Hi Colin

You seem to be following a similar process to AI as to what was used to develop 
the first, nuclear bomb - various approaches were used coupled with great 
experimentation.

Semantically, your inclusion of the term "emergent" in your last message 
undersores this approach for me. I'd like to dwell on its relevance for a few 
seconds. Emergence is regarded as the basis for complex-systems engineering 
(Checkland). Further, Checkland asserted how the debate between complex and 
simple systems would probably give rise to what is regarded as systems 
thinking. This is ancient stuff I'm repeating only to stress the importance of 
its credibility. Thus, on the theoretically basis alone, your experimental 
approach could be deemed to be sound.

Narrow AI, broad AI, AGI? All peas in the same pod of complex-systems thinking. 
The fundamentals still have no significant incentive to change. 

Personally, I would value such an experimental approach on the basis of 
rethinking the whole idea of developing AI. How else was the sound-barrier 
broken? In addition, if one followed the emerging trend in recent, 
adaptively-autonomous technologies, one would be hard pressed to write off your 
approach.  

Just one theoretically-moot point if I may, albeit a semantic one? Any 
institutionalised process effectively is a program of code. As an extension, 
any reduced process - as a procedural implementation - on a computer would 
become a computerized program.

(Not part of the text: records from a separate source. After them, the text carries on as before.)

//! Transports that run on the local machine, for unit tests.

use std::ffi::OsString;
use std::path::{Path, PathBuf};

use tokio::process::Command;

use crate::host::HostTarget;
use crate::transport::Transport;

/// Runs the remote command with the local `sh`, as sshd would.
#[derive(Default)]
pub struct LocalTransport {
    /// Searched before the inherited `PATH`, to shadow remote tools.
    path_prefix: Option<PathBuf>,
}

impl LocalTransport {
    pub fn with_path_prefix(dir: &Path) -> Self {
        Self {
            path_prefix: Some(dir.to_path_buf()),
        }
    }
}

impl Transport for LocalTransport {
    fn exec(&self, _host: &HostTarget, remote_command: &str) -> Command {
        let mut cmd = Command::new("sh");
        cmd.arg("-c").arg(remote_command);
        if let Some(dir) = &self.path_prefix {
            let mut path = OsString::from(dir);
            if let Some(inherited) = std::env::var_os("PATH") {
                path.push(":");
                path.push(inherited);
            }
            cmd.env("PATH", path);
        }
        cmd
    }

    fn batch_transfer(&self, _host: &HostTarget) -> Command {
        // Understands exactly one `get "src" "dst"` line.
        let mut cmd = Command::new("sh");
        cmd.arg("-c")
            .arg(r#"read -r line; eval "set -- $line"; [ "$1" = get ] && cp -- "$2" "$3""#);
        cmd
    }
}

/// Ignores the remote command and runs a fixed script instead, after
/// draining stdin.
pub struct ScriptTransport {
    script: String,
}

impl ScriptTransport {
    pub fn new(script: &str) -> Self {
        Self {
            script: script.to_string(),
        }
    }

    fn command(&self) -> Command {
        let mut cmd = Command::new("sh");
        cmd.arg("-c").arg(format!("cat >/dev/null; {}", self.script));
        cmd
    }
}

impl Transport for ScriptTransport {
    fn exec(&self, _host: &HostTarget, _remote_command: &str) -> Command {
        self.command()
    }

    fn batch_transfer(&self, _host: &HostTarget) -> Command {
        self.command()
    }
}
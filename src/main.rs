use std::io::{self, Write};
use std::path::PathBuf;
use std::process::ExitCode;

use clap::Parser;
use colored::Colorize;
use colourado::{ColorPalette, PaletteType};
use itertools::zip;
use serde::Serialize;
use tracing::{debug, error};
use tracing_subscriber::EnvFilter;

use gpumon_ssh::config::{Config, Mode};
use gpumon_ssh::{
    resolve_target, CompletionQuery, HostStatus, HostTarget, HostsFile, Inventory, Monitor,
    MonitorError, Settings, SshConfigInventory, TransferOutcome,
};

fn init_logging(verbose: bool) {
    let default = if verbose { "debug" } else { "info" };
    let filter =
        EnvFilter::try_from_env("GPUMON_LOG").unwrap_or_else(|_| EnvFilter::new(default));
    tracing_subscriber::fmt()
        .with_env_filter(filter)
        .with_writer(io::stderr)
        .init();
}

fn default_ssh_config() -> Option<PathBuf> {
    directories::BaseDirs::new().map(|dirs| dirs.home_dir().join(".ssh").join("config"))
}

fn load_inventory(cli: &Config) -> Result<Box<dyn Inventory>, MonitorError> {
    if let Some(path) = &cli.hosts_file {
        return Ok(Box::new(HostsFile::load(path)?));
    }
    match cli.ssh_config.clone().or_else(default_ssh_config) {
        Some(path) => Ok(Box::new(SshConfigInventory::load(&path)?)),
        None => Ok(Box::new(SshConfigInventory::default())),
    }
}

fn print_json<T: Serialize>(value: &T) -> Result<(), MonitorError> {
    let mut stdout = io::stdout().lock();
    serde_json::to_writer_pretty(&mut stdout, value).map_err(io::Error::from)?;
    writeln!(stdout)?;
    Ok(())
}

/// One colored line per host on stderr, next to the JSON on stdout.
fn report_statuses(hosts: &[HostTarget], statuses: &[HostStatus]) {
    if hosts.is_empty() {
        return;
    }
    let colors = ColorPalette::new(hosts.len() as u32, PaletteType::Pastel, false).colors;
    for ((color, host), status) in zip(colors, hosts).zip(statuses) {
        let prefix = host.prettify(color);
        match (&status.summary, &status.error) {
            (Some(summary), _) => eprintln!(
                "{} {} GPUs, {}% util, {}% memory",
                prefix, summary.count, summary.util_avg, summary.mem_pct
            ),
            (None, Some(e)) => eprintln!("{} {}", prefix, e.red()),
            (None, None) => eprintln!("{} no GPUs", prefix),
        }
    }
}

async fn run(cli: &Config) -> Result<bool, MonitorError> {
    let inventory = load_inventory(cli)?;
    let default_user = cli.default_user.as_deref();
    let target = |alias: &str| resolve_target(&*inventory, alias, default_user);
    let monitor = Monitor::new(Settings::from(cli));

    match &cli.mode {
        Mode::Hosts => {
            print_json(&inventory.list_hosts())?;
            Ok(true)
        }
        Mode::Status { hosts } => {
            let aliases = if hosts.is_empty() {
                inventory.list_hosts()
            } else {
                hosts.clone()
            };
            let targets: Vec<HostTarget> =
                aliases.iter().map(|alias| target(alias.as_str())).collect();
            debug!("querying {} hosts", targets.len());
            let statuses = monitor.statuses(&targets).await;
            report_statuses(&targets, &statuses);
            print_json(&statuses)?;
            Ok(statuses.iter().all(|status| status.ok))
        }
        Mode::Procs { host, index } => {
            let result = monitor.processes(&target(host.as_str()), *index).await;
            print_json(&result)?;
            Ok(result.ok)
        }
        Mode::Exec { host, command, cwd } => {
            let invocation =
                monitor.invocation(target(host.as_str()), command.clone(), cwd.clone());
            let result = monitor.execute(&invocation).await;
            print_json(&result)?;
            Ok(result.ok)
        }
        Mode::Complete {
            host,
            prefix,
            cwd,
            mode,
        } => {
            let query = CompletionQuery {
                host: target(host.as_str()),
                prefix: prefix.clone(),
                working_dir: cwd.clone(),
                mode: *mode,
            };
            let result = monitor.complete(&query).await;
            print_json(&result)?;
            Ok(result.ok)
        }
        Mode::Upload {
            host,
            local,
            remote,
        } => {
            let file = tokio::fs::File::open(local).await?;
            let len = file.metadata().await?.len();
            let file_name = local.file_name().and_then(|name| name.to_str());
            let outcome = monitor
                .upload(&target(host.as_str()), remote, file_name, file, len)
                .await;
            print_json(&outcome)?;
            Ok(outcome.ok)
        }
        Mode::Download {
            host,
            remote,
            local,
        } => {
            let outcome = match monitor.download(&target(host.as_str()), remote).await {
                Ok(staged) => {
                    let mut out = tokio::fs::File::create(local).await?;
                    match staged.stream_to(&mut out).await {
                        Ok(n) => TransferOutcome::done(n),
                        Err(e) => TransferOutcome::failed(&MonitorError::Io(e)),
                    }
                }
                Err(outcome) => outcome,
            };
            print_json(&outcome)?;
            Ok(outcome.ok)
        }
    }
}

#[tokio::main]
async fn main() -> ExitCode {
    let cli = Config::parse();
    init_logging(cli.verbose);

    match run(&cli).await {
        Ok(true) => ExitCode::SUCCESS,
        Ok(false) => ExitCode::FAILURE,
        Err(e) => {
            error!("{}", e);
            ExitCode::from(2)
        }
    }
}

Hence, I suppose, your search for a generic 
algorithmic platform. 

In the sense of systemically, as soon as you'd link the "stochastic" 
environment to a computer chip in any way it should emerge as a form of 
computer program. Whilst one understands the need for research to be highly 
focussed on its objectives, one must still have a design framework that would 
not unduly restrict any design in a short-sighted Heisenbergian-Einstein debate.

I would assume then that you do have a quantum-based design framework you're 
working from. If not though, this particular,  organic approach would sooner or 
later come up against the eco-systemic realities of highly-abstracted 
implementation. This then, mainly due to the lack of navigational competency in 
the R&D framework to consistently and reliably perform adaptive integration. If 
it cannot be measured somehow, it cannot be reliably tested and I'm by no means 
suggesting this to be the case with your experiment. Mine are just thoughts on 
the interesting topic at hand. One day, when bootstrapping does occur, you'd be 
wanting to debug though. If only purely mathematical, then purely 
computational? Maybe that was how computer science emerged.     

Good luck with the experiment.

Rob

To: [email protected]
From: [email protected]
Subject: RE: [agi] Re: Starting to Define Algorithms that are More Powerfulthan 
Narrow AI
Date: Wed, 6 May 2015 10:01:33 +1000

Hi,
Rather busy... Having trouble devoting time here.

Jim.... You ask if I am making some kind of electric circuit. Basically yes. 
Except it's physical instantiation is important. Materials in space. I know you 
won't get why that is important. That's ok for now. Just accept that it's like 
that for the same reason the brain is like that.

 What it isn't is an 'Equivalent circuit' in the traditional sense of 
voltage/current replication. It is designed to produce functionally equivalent 
action potential-style signaling AND the brain-style field system that actually 
expresses the voltages. The hardware will (in the field version) express an EEG 
and MEG   like brains.

Having said that I am currently designing a version that doesn't express the 
fields but allows their addition later...knowing what performance degradation 
results (it will be narrow-AI not AGI). Call it a causality mirror with a faked 
image in it.

It is deeply self modifying. The circuits literally rewire themselves. Circuit 
loops duplicate/diverge and switch out/off. It  accounts for the process of 
brain development as a kind of learning. I.e. I don't even have to design the 
'brain'. It will self configure based on being in the world. Because it's not 
using neurons it won't automatically mimic brains in structure. I have no idea 
what a brain will look like. Physically its a crystalline rock. No actual 
material growth. Functionally it will stabilize in ways I can't know except by 
experiment. It means that it must be permanently juvenile.. Overexpressed 
neurons and overexpressed synapses culled back. Lots of wastage. But so what?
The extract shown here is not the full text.